Directing “DruidMurphy,” she’s on a mission here, to upend the conventional wisdom, with what she describes as a trio of plays that take theatergoers on “a kind of archaeological dig” of what has made the Irish Irish. Through “DruidMurphy” and its cast of 18 actors, the dramas are intended to be seen in reverse chronology, starting with the 1970s-set “Conversations on a Homecoming.” The play occurs in a pub in Galway, where a man who had left a decade before for New York has returned. “A Whistle in the Dark” takes place in the English Midlands in the early ’60s, and details the violent lives of a thuggish Irish family that has settled in Coventry. “Famine” goes back to the 1840s, the time of the Great Irish Famine, a cataclysm Hynes submits had been “buried” in the psyche of Ireland until Murphy excavated it in 1968, when the play first appeared.
Hynes had been contemplating a large-scale survey of Murphy’s work for several years.
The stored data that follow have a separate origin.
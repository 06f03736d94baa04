//! Bounded undo/redo stacks
//!
//! Owns two in-memory stacks of `EditorCommand`. Executing through the
//! history is the only way an edit becomes undoable; live gesture
//! writes bypass it on purpose and are committed as one command when
//! the gesture ends. History is per-session and never persisted.

use campkit_core::constants::HISTORY_LIMIT;
use campkit_core::error::CommandError;

use crate::commands::EditorCommand;
use crate::store::MapStore;

/// Undo/redo stacks with a drop-oldest size bound.
#[derive(Debug, Clone)]
pub struct CommandHistory {
    undo_stack: Vec<EditorCommand>,
    redo_stack: Vec<EditorCommand>,
    limit: usize,
}

impl CommandHistory {
    pub fn new() -> Self {
        Self::with_limit(HISTORY_LIMIT)
    }

    /// A history bounded to `limit` undo entries (at least 1).
    pub fn with_limit(limit: usize) -> Self {
        Self {
            undo_stack: Vec::new(),
            redo_stack: Vec::new(),
            limit: limit.max(1),
        }
    }

    /// Apply a command and push it onto the undo stack.
    ///
    /// On success the redo stack is cleared in the same step, so a
    /// caller can never observe the new command alongside stale redo
    /// entries. A failed apply leaves both stacks and the store
    /// untouched.
    pub fn execute(
        &mut self,
        command: EditorCommand,
        store: &mut MapStore,
    ) -> Result<(), CommandError> {
        if let Err(err) = command.apply(store) {
            tracing::error!(command = command.name(), error = %err, "Command apply failed");
            return Err(err);
        }
        tracing::debug!(command = command.name(), "Executed command");
        self.undo_stack.push(command);
        if self.undo_stack.len() > self.limit {
            self.undo_stack.remove(0);
        }
        self.redo_stack.clear();
        store.mark_dirty();
        store.touch_document();
        Ok(())
    }

    /// Revert the most recent command. Returns false when there is
    /// nothing to undo or the revert failed (the stacks are then left
    /// as they were).
    pub fn undo(&mut self, store: &mut MapStore) -> bool {
        let Some(command) = self.undo_stack.pop() else {
            return false;
        };
        match command.undo(store) {
            Ok(()) => {
                tracing::debug!(command = command.name(), "Undid command");
                self.redo_stack.push(command);
                store.mark_dirty();
                store.touch_document();
                true
            }
            Err(err) => {
                tracing::error!(command = command.name(), error = %err, "Undo failed");
                self.undo_stack.push(command);
                false
            }
        }
    }

    /// Re-apply the most recently undone command. Returns false when
    /// there is nothing to redo or the apply failed.
    pub fn redo(&mut self, store: &mut MapStore) -> bool {
        let Some(command) = self.redo_stack.pop() else {
            return false;
        };
        match command.apply(store) {
            Ok(()) => {
                tracing::debug!(command = command.name(), "Redid command");
                self.undo_stack.push(command);
                store.mark_dirty();
                store.touch_document();
                true
            }
            Err(err) => {
                tracing::error!(command = command.name(), error = %err, "Redo failed");
                self.redo_stack.push(command);
                false
            }
        }
    }

    pub fn can_undo(&self) -> bool {
        !self.undo_stack.is_empty()
    }

    pub fn can_redo(&self) -> bool {
        !self.redo_stack.is_empty()
    }

    pub fn undo_depth(&self) -> usize {
        self.undo_stack.len()
    }

    pub fn redo_depth(&self) -> usize {
        self.redo_stack.len()
    }

    /// Change the undo bound, dropping oldest entries if over it.
    pub fn set_limit(&mut self, limit: usize) {
        self.limit = limit.max(1);
        while self.undo_stack.len() > self.limit {
            self.undo_stack.remove(0);
        }
    }

    /// Drop both stacks (map switch or explicit reset).
    pub fn clear(&mut self) {
        self.undo_stack.clear();
        self.redo_stack.clear();
    }
}

impl Default for CommandHistory {
    fn default() -> Self {
        Self::new()
    }
}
The choices were primarily Hynes’s, Murphy explains, but he was happy with her selections even if he did not want the grouping to portray him as a writer with any kind of overarching agenda.
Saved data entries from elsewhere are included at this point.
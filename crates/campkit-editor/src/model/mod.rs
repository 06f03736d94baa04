//! Module entity model for campsite plans

mod kind;
mod metadata;
mod module;

pub use kind::ModuleKind;
pub use metadata::ModuleMetadata;
pub use module::{Module, ModuleChanges};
“The point I have been trying to make,” he says, in the deliberate if languorous cadence for which he’s known, “is that I’m not a political tract writer or a sociological tract writer. I think primarily I write about human nature. And as applied to my work, I think human nature doesn’t change. People are inquisitive, they emigrate, they love, they hate, they’re b----y.”
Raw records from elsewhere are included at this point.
//! Error handling for Campkit
//!
//! Provides error types for the two layers of the engine:
//! - Map errors (document/module level)
//! - Command errors (reversible edit execution)
//!
//! All error types use `thiserror` for ergonomic error handling.

use thiserror::Error;
use uuid::Uuid;

/// Map document error type
///
/// Represents errors related to the map document and its modules,
/// including missing entities, invalid geometry, and clipboard issues.
#[derive(Error, Debug, Clone)]
pub enum MapError {
    /// Module does not exist in the document
    #[error("Module not found: {id}")]
    ModuleNotFound {
        /// The id of the missing module.
        id: Uuid,
    },

    /// A module with this id is already present
    #[error("Duplicate module id: {id}")]
    DuplicateModuleId {
        /// The id that is already in use.
        id: Uuid,
    },

    /// Map boundaries are degenerate or inverted
    #[error("Invalid map bounds: {reason}")]
    InvalidBounds {
        /// The reason the bounds are invalid.
        reason: String,
    },

    /// Clipboard operation on an empty clipboard
    #[error("Clipboard is empty")]
    EmptyClipboard,

    /// Every module in a batch was rejected by sanitization
    #[error("No valid modules in batch: {dropped} dropped by sanitization")]
    NoValidModules {
        /// How many modules were dropped.
        dropped: usize,
    },

    /// Generic map error
    #[error("Map error: {message}")]
    Other {
        /// The error message.
        message: String,
    },
}

/// Command error type
///
/// Represents failures while applying or reverting a reversible edit.
/// A failed command leaves the undo/redo stacks untouched.
#[derive(Error, Debug, Clone)]
pub enum CommandError {
    /// A module the command targets is missing from the store
    #[error("Command target missing: {id}")]
    TargetMissing {
        /// The id of the missing target module.
        id: Uuid,
    },

    /// Applying the command would insert an id that already exists
    #[error("Command target already exists: {id}")]
    TargetExists {
        /// The id that is already present.
        id: Uuid,
    },

    /// Command carries no entries to apply
    #[error("Command is empty: {name}")]
    Empty {
        /// The display name of the command.
        name: String,
    },

    /// Generic command error
    #[error("Command error: {message}")]
    Other {
        /// The error message.
        message: String,
    },
}

/// Main error type for Campkit
///
/// A unified error type that can represent any error from all layers.
/// This is the primary error type used in public APIs.
#[derive(Error, Debug)]
pub enum Error {
    /// Map document error
    #[error(transparent)]
    Map(#[from] MapError),

    /// Command execution error
    #[error(transparent)]
    Command(#[from] CommandError),

    /// Serialization error
    #[error("Serialization error: {0}")]
    Serialization(#[from] serde_json::Error),

    /// Standard I/O error
    #[error("I/O error: {0}")]
    Io(#[from] std::io::Error),

    /// Generic error
    #[error("{0}")]
    Other(String),
}

impl Error {
    /// Create an error from a string message
    pub fn other(msg: impl Into<String>) -> Self {
        Error::Other(msg.into())
    }

    /// Check if this is a map error
    pub fn is_map_error(&self) -> bool {
        matches!(self, Error::Map(_))
    }

    /// Check if this is a command error
    pub fn is_command_error(&self) -> bool {
        matches!(self, Error::Command(_))
    }

    /// Check if this error means a referenced module is gone
    pub fn is_missing_module(&self) -> bool {
        matches!(
            self,
            Error::Map(MapError::ModuleNotFound { .. })
                | Error::Command(CommandError::TargetMissing { .. })
        )
    }
}

/// Result type using Error
pub type Result<T> = std::result::Result<T, Error>;

// Conversions between error types are automatic via `from` implementations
His work has been compared to the likes of such varied artists as English dramatist Harold Pinter and director Sam Peckinpah, but Murphy cites the pillars of the American stage as influences. “I think I’m more of a traditionalist [like] Eugene O’Neill, Arthur Miller,” he says. His inspirations sometimes have sprung from behavior that’s struck him as emblematic of larger themes. “A Whistle in the Dark,” for example, was the imaginative product of absorbing the “macho culture” among young Irish men in Coventry, where two of his brothers had settled.
The toughs he encountered seemed an embodiment of how Ireland had been “decimated by emigration,” how dislocation had rendered them rootless. “They were free of the constraints of family, neighbors, church and so on,” he recalls. “They didn’t belong to England, and they didn’t belong at home.” The play had its premiere in 1961 in London because it had been rejected by Ireland’s best-known theater, the Abbey — which would later embrace his work, including a production this past summer of “The House.”
Murphy sounds pleased with the American exposure he’s getting, and expresses little worry over what audiences take from the work. If it feels right to him, he’s satisfied, a sensation he experienced in the rehearsal room with Hynes. He doesn’t seem to mind ruffling feathers, either. Even over long distance, one can hear the glee in his voice as he describes the reaction a patron once had to a harsh play of his, set in a church. “Brendan Behan was a gentleman compared to you!” this person declared. Recalls Murphy: “I was delighted.”